Wow, I am absolutely stunned by your statement about the Medicare patients. How sad is that? Our facility was not like that. But I do remember being so busy and not having time to chat. And the residents were still trying to talk to you as you were backing out the door. I felt so guilty and I remember saying that I hope that my life never leads me to that stage in life. I hated, hated, hated that job. I did the best I could but I never felt that it was enough. I had a thirty patient assignment also. I remember just finishing my eight am meds and it was time to do 10's. I was also expected to help bathe, dress, toilet and feed patients. I also had IV's, tube feeds and dressing changes. Health care for our seniors has to change. They deserve more respect than this. And I worked for one of the most well respected nursing homes in the community.

I have been told that home care will be out of pocket. I can get equipment but care is on my own unless she is in hospice. Right now she will have a visiting nurse for a few weeks but that is because she just got out of the hospital. Other things that bother me are that she occasionally has bladder/bowel accidents. I am a nurse but this is my mother. What a loss of dignity to have your daughter or son-in-law if I am not home to clean you up.

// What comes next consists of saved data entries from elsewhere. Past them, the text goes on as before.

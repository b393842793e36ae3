use crate::core::calculator::significance::{
    DEFAULT_MIN_DISTANCE_M, DEFAULT_MIN_INTERVAL_MS, SignificanceFilter,
};
use crate::errors::{AppError, AppResult};
use crate::tracking::notifier::DEFAULT_NOTIFICATION_TITLE;
use crate::tracking::platform::{PermissionState, PositionOptions};
use crate::tracking::proximity::DEFAULT_PROXIMITY_RADIUS_M;
use crate::tracking::watcher::WatcherSettings;
use serde::{Deserialize, Serialize};
use std::env;
use std::fs;
use std::io::Write;
use std::path::PathBuf;

pub mod migrate; // use submodule at src/config/migrate.rs

#[derive(Debug, Clone, Serialize, Deserialize)]
pub struct Config {
    pub database: String,
    #[serde(default = "default_proximity_radius")]
    pub proximity_radius_m: f64,
    #[serde(default = "default_min_move_distance")]
    pub min_move_distance_m: f64,
    #[serde(default = "default_min_recheck_interval")]
    pub min_recheck_interval_ms: i64,
    #[serde(default = "default_origin")]
    pub origin: String,
    #[serde(default = "default_true")]
    pub strict_location_checks: bool,
    #[serde(default)]
    pub location_source: Option<String>,
    #[serde(default = "default_permission")]
    pub location_permission: PermissionState,
    #[serde(default = "default_permission")]
    pub notification_permission: PermissionState,
    #[serde(default = "default_notification_title")]
    pub notification_title: String,
    #[serde(default = "default_true")]
    pub high_accuracy: bool,
    #[serde(default = "default_position_timeout")]
    pub position_timeout_ms: u64,
    #[serde(default)]
    pub maximum_age_ms: u64,
}

fn default_proximity_radius() -> f64 {
    DEFAULT_PROXIMITY_RADIUS_M
}
fn default_min_move_distance() -> f64 {
    DEFAULT_MIN_DISTANCE_M
}
fn default_min_recheck_interval() -> i64 {
    DEFAULT_MIN_INTERVAL_MS
}
fn default_origin() -> String {
    "http://localhost".to_string()
}
fn default_true() -> bool {
    true
}
fn default_permission() -> PermissionState {
    PermissionState::Granted
}
fn default_notification_title() -> String {
    DEFAULT_NOTIFICATION_TITLE.to_string()
}
fn default_position_timeout() -> u64 {
    10_000
}

impl Default for Config {
    fn default() -> Self {
        Self::with_database(Self::database_file())
    }
}

impl Config {
    fn with_database(db_path: PathBuf) -> Self {
        Self {
            database: db_path.to_string_lossy().to_string(),
            proximity_radius_m: default_proximity_radius(),
            min_move_distance_m: default_min_move_distance(),
            min_recheck_interval_ms: default_min_recheck_interval(),
            origin: default_origin(),
            strict_location_checks: true,
            location_source: None,
            location_permission: default_permission(),
            notification_permission: default_permission(),
            notification_title: default_notification_title(),
            high_accuracy: true,
            position_timeout_ms: default_position_timeout(),
            maximum_age_ms: 0,
        }
    }

    /// Return the standard configuration directory depending on the platform
    pub fn config_dir() -> PathBuf {
        if cfg!(target_os = "windows") {
            let appdata = env::var("APPDATA").unwrap_or_else(|_| ".".to_string());
            PathBuf::from(appdata).join("geotask")
        } else {
            let home = env::var("HOME").unwrap_or_else(|_| ".".to_string());
            PathBuf::from(home).join(".geotask")
        }
    }

    /// Return the full path of the config file
    pub fn config_file() -> PathBuf {
        Self::config_dir().join("geotask.conf")
    }

    /// Return the full path of the SQLite database
    pub fn database_file() -> PathBuf {
        Self::config_dir().join("geotask.sqlite")
    }

    /// Load configuration from file, or return defaults if not found
    pub fn load() -> AppResult<Self> {
        let path = Self::config_file();

        if !path.exists() {
            return Ok(Self::default());
        }

        let content = fs::read_to_string(&path).map_err(|_| AppError::ConfigLoad)?;
        serde_yaml::from_str(&content)
            .map_err(|e| AppError::Config(format!("{}: {}", path.display(), e)))
    }

    /// Initialize configuration and database files
    pub fn init_all(custom_name: Option<String>, is_test: bool) -> AppResult<PathBuf> {
        let dir = Self::config_dir();

        // DB name: user provided or default
        let db_path = if let Some(name) = custom_name {
            let p = std::path::Path::new(&name);
            if p.is_absolute() {
                p.to_path_buf()
            } else {
                dir.join(p)
            }
        } else {
            dir.join("geotask.sqlite")
        };

        // Write config file
        if !is_test {
            fs::create_dir_all(&dir)?;
            let config = Self::with_database(db_path.clone());
            let yaml = serde_yaml::to_string(&config).map_err(|_| AppError::ConfigSave)?;
            let mut file = fs::File::create(Self::config_file())?;
            file.write_all(yaml.as_bytes())?;
            println!("✅ Config file: {:?}", Self::config_file());
        }

        if let Some(parent) = db_path.parent() {
            fs::create_dir_all(parent)?;
        }

        // Create empty DB file if not exists
        if !db_path.exists() {
            fs::File::create(&db_path)?;
        }

        println!("✅ Database:    {:?}", db_path);

        Ok(db_path)
    }

    pub fn position_options(&self) -> PositionOptions {
        PositionOptions {
            enable_high_accuracy: self.high_accuracy,
            timeout_ms: self.position_timeout_ms,
            maximum_age_ms: self.maximum_age_ms,
        }
    }

    pub fn watcher_settings(&self) -> WatcherSettings {
        WatcherSettings {
            filter: SignificanceFilter::new(self.min_move_distance_m, self.min_recheck_interval_ms),
            options: self.position_options(),
            strict: self.strict_location_checks,
        }
    }
}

My mind is just boggled at the lack of assistance available. I can get a home health aide but that is at a price of ten dollars an hour. To some that may not sound like much but let me put it in perspective. We work ten hour days with one hour drive time for a total of twelve hours time lets say four days a week. Without any extra time for running late or family respite time that is $1920 a month out of our pocket. If I had that kind of money our dogs would have home care.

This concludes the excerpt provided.